__TASK BRIEF__:
Sort through the entries below and pull out lines containing the word "users".

__DATA TO PROCESS__:
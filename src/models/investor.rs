// ============================================================================
// MODÈLE : INVESTOR
// ============================================================================
//
// Colonnes de la table investors:
//   - id (SERIAL) / user_id (FK vers users, UNIQUE)
//   - cash_balance : trésorerie disponible (dépôts - allocations + remboursements)
//   - profit_balance : profits crédités, non retirés
//   - total_invested / total_profit / total_withdrawn : cumuls
//   - kyc_status : pending | verified | rejected
//   - agreement_accepted (+ agreement_accepted_at)
//
// Points d'attention:
//   - Les soldes ne sont JAMAIS modifiés directement: seul
//     LedgerService::post les touche (avec écriture d'une transaction)
//   - cash_balance et profit_balance ne peuvent pas être négatifs
//
// ============================================================================

use serde::{Serialize, Deserialize};
use sea_orm::entity::prelude::*;
use sea_orm::sea_query::StringLen;

use crate::utils::money::Balances;

#[derive(Debug, Clone, Copy, PartialEq, Eq, EnumIter, DeriveActiveEnum, Serialize, Deserialize)]
#[sea_orm(rs_type = "String", db_type = "String(StringLen::N(16))")]
#[serde(rename_all = "snake_case")]
pub enum KycStatus {
    #[sea_orm(string_value = "pending")]
    Pending,
    #[sea_orm(string_value = "verified")]
    Verified,
    #[sea_orm(string_value = "rejected")]
    Rejected,
}

#[derive(Clone, Debug, PartialEq, DeriveEntityModel, Serialize, Deserialize)]
#[sea_orm(table_name = "investors")]
pub struct Model {
    #[sea_orm(primary_key)]
    pub id: i32,
    #[sea_orm(unique)]
    pub user_id: i32,
    pub full_name: String,
    pub phone: Option<String>,
    pub cash_balance: Decimal,
    pub profit_balance: Decimal,
    pub total_invested: Decimal,
    pub total_profit: Decimal,
    pub total_withdrawn: Decimal,
    pub kyc_status: KycStatus,
    pub agreement_accepted: bool,
    pub agreement_accepted_at: Option<DateTimeUtc>,
    pub created_at: DateTimeUtc,
    pub updated_at: DateTimeUtc,
}

impl Model {
    pub fn balances(&self) -> Balances {
        Balances::new(self.cash_balance, self.profit_balance)
    }
}

#[derive(Copy, Clone, Debug, EnumIter, DeriveRelation)]
pub enum Relation {
    #[sea_orm(
        belongs_to = "super::users::Entity",
        from = "Column::UserId",
        to = "super::users::Column::Id"
    )]
    User,
}

impl Related<super::users::Entity> for Entity {
    fn to() -> RelationDef {
        Relation::User.def()
    }
}

impl ActiveModelBehavior for ActiveModel {}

__ANSWER BELOW__:
//   - id (SERIAL) / user_id (FK vers users, UNIQUE)
        belongs_to = "super::users::Entity",
        to = "super::users::Column::Id"
impl Related<super::users::Entity> for Entity {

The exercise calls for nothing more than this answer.